Data provided Block Start
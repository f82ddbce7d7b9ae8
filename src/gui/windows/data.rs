use eframe::egui;
use egui_extras::{Column, TableBuilder};

use crate::backend::export::record_to_json;
use crate::backend::parser::Table;
use crate::gui::app::TableKind;

/// Read-only view of the parsed tables.
pub struct DataWindow {
    tab: TableKind,
    json_modal: Option<(String, String)>,
}

impl DataWindow {
    pub fn new() -> Self {
        Self {
            tab: TableKind::Contacts,
            json_modal: None,
        }
    }

    pub fn show(
        &mut self,
        ctx: &egui::Context,
        open: &mut bool,
        contacts: Option<&Table>,
        templates: Option<&Table>,
    ) {
        egui::Window::new("Data")
            .open(open)
            .default_size([720.0, 420.0])
            .resizable(true)
            .show(ctx, |ui| {
                ui.horizontal(|ui| {
                    ui.selectable_value(&mut self.tab, TableKind::Contacts, "Contacts");
                    ui.selectable_value(&mut self.tab, TableKind::Templates, "Templates");
                });
                ui.separator();

                let table = match self.tab {
                    TableKind::Contacts => contacts,
                    TableKind::Templates => templates,
                };
                match table {
                    Some(table) => {
                        ui.label(format!(
                            "{} records, {} malformed rows skipped",
                            table.len(),
                            table.dropped_rows()
                        ));
                        render_table(ui, table, self.tab, &mut self.json_modal);
                    }
                    None => {
                        ui.label(format!("No {} loaded.", self.tab.label()));
                    }
                }
            });

        if let Some((title, json)) = &self.json_modal {
            let mut open = true;
            egui::Window::new(title.as_str())
                .open(&mut open)
                .collapsible(false)
                .resizable(true)
                .show(ctx, |ui| {
                    egui::ScrollArea::vertical().show(ui, |ui| {
                        ui.add(egui::TextEdit::multiline(&mut json.as_str()).code_editor());
                    });
                });
            if !open {
                self.json_modal = None;
            }
        }
    }
}

fn render_table(
    ui: &mut egui::Ui,
    table: &Table,
    kind: TableKind,
    json_modal: &mut Option<(String, String)>,
) {
    let row_height = egui::TextStyle::Body.resolve(ui.style()).size + 10.0;

    egui::ScrollArea::horizontal().show(ui, |ui| {
        TableBuilder::new(ui)
            .id_salt(kind.label())
            .striped(true)
            .resizable(true)
            .cell_layout(egui::Layout::left_to_right(egui::Align::Center))
            .column(Column::auto())
            .columns(Column::initial(140.0).resizable(true), table.headers().len())
            .header(24.0, |mut header| {
                header.col(|ui| {
                    ui.strong("#");
                });
                for name in table.headers() {
                    header.col(|ui| {
                        ui.strong(name.as_str());
                    });
                }
            })
            .body(|body| {
                body.rows(row_height, table.len(), |mut row| {
                    let record = &table.records()[row.index()];
                    row.col(|ui| {
                        ui.label(
                            egui::RichText::new((record.id().index() + 1).to_string())
                                .color(egui::Color32::from_gray(120)),
                        );
                    });
                    for (_, value) in record.fields() {
                        row.col(|ui| {
                            let response = ui.add(egui::Label::new(value).truncate().sense(egui::Sense::click()));
                            response.context_menu(|ui| {
                                if ui.button("View Row as JSON").clicked() {
                                    match record_to_json(record) {
                                        Ok(json) => {
                                            let title = format!("Row {} JSON", record.id().index() + 1);
                                            *json_modal = Some((title, json));
                                        }
                                        Err(e) => tracing::warn!("{:#}", e),
                                    }
                                    ui.close();
                                }
                            });
                        });
                    }
                });
            });
    });
}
Data provided Block End
**Problem description**
Working through the records above, copy each one exactly.

**Result of this task**
repository f82ddbce7d7b9ae8
filename src/gui/windows/data.rs
use eframe::egui;
use egui_extras::{Column, TableBuilder};

use crate::backend::export::record_to_json;
use crate::backend::parser::Table;
use crate::gui::app::TableKind;

/// Read-only view of the parsed tables.
pub struct DataWindow {
    tab: TableKind,
    json_modal: Option<(String, String)>,
}

impl DataWindow {
    pub fn new() -> Self {
        Self {
            tab: TableKind::Contacts,
            json_modal: None,
        }
    }

    pub fn show(
        &mut self,
        ctx: &egui::Context,
        open: &mut bool,
        contacts: Option<&Table>,
        templates: Option<&Table>,
    ) {
        egui::Window::new("Data")
            .open(open)
            .default_size([720.0, 420.0])
            .resizable(true)
            .show(ctx, |ui| {
                ui.horizontal(|ui| {
                    ui.selectable_value(&mut self.tab, TableKind::Contacts, "Contacts");
                    ui.selectable_value(&mut self.tab, TableKind::Templates, "Templates");
                });
                ui.separator();

                let table = match self.tab {
                    TableKind::Contacts => contacts,
                    TableKind::Templates => templates,
                };
                match table {
                    Some(table) => {
                        ui.label(format!(
                            "{} records, {} malformed rows skipped",
                            table.len(),
                            table.dropped_rows()
                        ));
                        render_table(ui, table, self.tab, &mut self.json_modal);
                    }
                    None => {
                        ui.label(format!("No {} loaded.", self.tab.label()));
                    }
                }
            });

        if let Some((title, json)) = &self.json_modal {
            let mut open = true;
            egui::Window::new(title.as_str())
                .open(&mut open)
                .collapsible(false)
                .resizable(true)
                .show(ctx, |ui| {
                    egui::ScrollArea::vertical().show(ui, |ui| {
                        ui.add(egui::TextEdit::multiline(&mut json.as_str()).code_editor());
                    });
                });
            if !open {
                self.json_modal = None;
            }
        }
    }
}

fn render_table(
    ui: &mut egui::Ui,
    table: &Table,
    kind: TableKind,
    json_modal: &mut Option<(String, String)>,
) {
    let row_height = egui::TextStyle::Body.resolve(ui.style()).size + 10.0;

    egui::ScrollArea::horizontal().show(ui, |ui| {
        TableBuilder::new(ui)
            .id_salt(kind.label())
            .striped(true)
            .resizable(true)
            .cell_layout(egui::Layout::left_to_right(egui::Align::Center))
            .column(Column::auto())
            .columns(Column::initial(140.0).resizable(true), table.headers().len())
            .header(24.0, |mut header| {
                header.col(|ui| {
                    ui.strong("#");
                });
                for name in table.headers() {
                    header.col(|ui| {
                        ui.strong(name.as_str());
                    });
                }
            })
            .body(|body| {
                body.rows(row_height, table.len(), |mut row| {
                    let record = &table.records()[row.index()];
                    row.col(|ui| {
                        ui.label(
                            egui::RichText::new((record.id().index() + 1).to_string())
                                .color(egui::Color32::from_gray(120)),
                        );
                    });
                    for (_, value) in record.fields() {
                        row.col(|ui| {
                            let response = ui.add(egui::Label::new(value).truncate().sense(egui::Sense::click()));
                            response.context_menu(|ui| {
                                if ui.button("View Row as JSON").clicked() {
                                    match record_to_json(record) {
                                        Ok(json) => {
                                            let title = format!("Row {} JSON", record.id().index() + 1);
                                            *json_modal = Some((title, json));
                                        }
                                        Err(e) => tracing::warn!("{:#}", e),
                                    }
                                    ui.close();
                                }
                            });
                        });
                    }
                });
            });
    });
}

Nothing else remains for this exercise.